Entries taken from a collection:
::::::
use crate::client::ExternalClient;
use crate::error::{CreateError, DeleteError, QueryError, UpdateError};
use crate::resource::{ConnectionDetails, TestCase};
use std::fmt::Debug;
use std::sync::Arc;

#[derive(Clone, Debug, Default, PartialEq, Eq)]
pub struct ExternalObservation {
    pub resource_exists: bool,
    pub resource_up_to_date: bool,
    pub connection_details: ConnectionDetails,
}

#[derive(Clone, Debug, Default, PartialEq, Eq)]
pub struct ExternalCreation {
    pub connection_details: ConnectionDetails,
}

#[derive(Clone, Debug, Default, PartialEq, Eq)]
pub struct ExternalUpdate {
    pub connection_details: ConnectionDetails,
}

/// Decides if an existing external resource still matches the desired state.
pub trait DriftDetector: Debug + Send + Sync {
    fn is_up_to_date(&self, desired: &TestCase) -> bool;
}

/// Treats every existing test case as up to date.
///
/// This is a placeholder: nothing is compared against the external test case, so changes to the
/// desired state of an existing test case are never propagated.
#[derive(Clone, Copy, Debug, Default)]
pub struct AssumeUpToDate;

impl DriftDetector for AssumeUpToDate {
    fn is_up_to_date(&self, _: &TestCase) -> bool {
        true
    }
}

/// Handle to the external system, valid for a single reconciliation pass.
#[derive(Debug)]
pub struct ExternalHandle {
    client: Box<dyn ExternalClient>,
    drift: Arc<dyn DriftDetector>,
}

impl ExternalHandle {
    pub fn new(client: Box<dyn ExternalClient>, drift: Arc<dyn DriftDetector>) -> Self {
        Self { client, drift }
    }

    pub async fn observe(&self, desired: &TestCase) -> Result<ExternalObservation, QueryError> {
        let params = &desired.spec.for_provider;
        let exists = self
            .client
            .exists(&params.organization, &params.name)
            .await?;

        log::debug!(
            "Observed {}/{}: exists: {exists}",
            params.organization,
            params.name
        );

        Ok(ExternalObservation {
            resource_exists: exists,
            resource_up_to_date: exists && self.drift.is_up_to_date(desired),
            connection_details: ConnectionDetails::new(),
        })
    }

    pub async fn create(&self, desired: &TestCase) -> Result<ExternalCreation, CreateError> {
        let params = &desired.spec.for_provider;
        log::info!("Creating test case: {}/{}", params.organization, params.name);

        self.client
            .create(
                &params.organization,
                &params.name,
                params.test_case_file.as_deref(),
            )
            .await?;

        Ok(ExternalCreation::default())
    }

    pub async fn update(&self, desired: &TestCase) -> Result<ExternalUpdate, UpdateError> {
        let params = &desired.spec.for_provider;
        log::info!("Updating test case: {}/{}", params.organization, params.name);

        self.client
            .update(
                &params.organization,
                &params.name,
                params.test_case_file.as_deref(),
            )
            .await?;

        Ok(ExternalUpdate::default())
    }

    pub async fn delete(&self, desired: &TestCase) -> Result<(), DeleteError> {
        let params = &desired.spec.for_provider;
        log::info!("Deleting test case: {}/{}", params.organization, params.name);

        self.client
            .delete(&params.organization, &params.name)
            .await
    }
}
::::::
#### Assignment:
Return only the lines of the records in which the string "bool" appears.

#### Response for this exercise:
    pub resource_exists: bool,
    pub resource_up_to_date: bool,
    fn is_up_to_date(&self, desired: &TestCase) -> bool;
    fn is_up_to_date(&self, _: &TestCase) -> bool {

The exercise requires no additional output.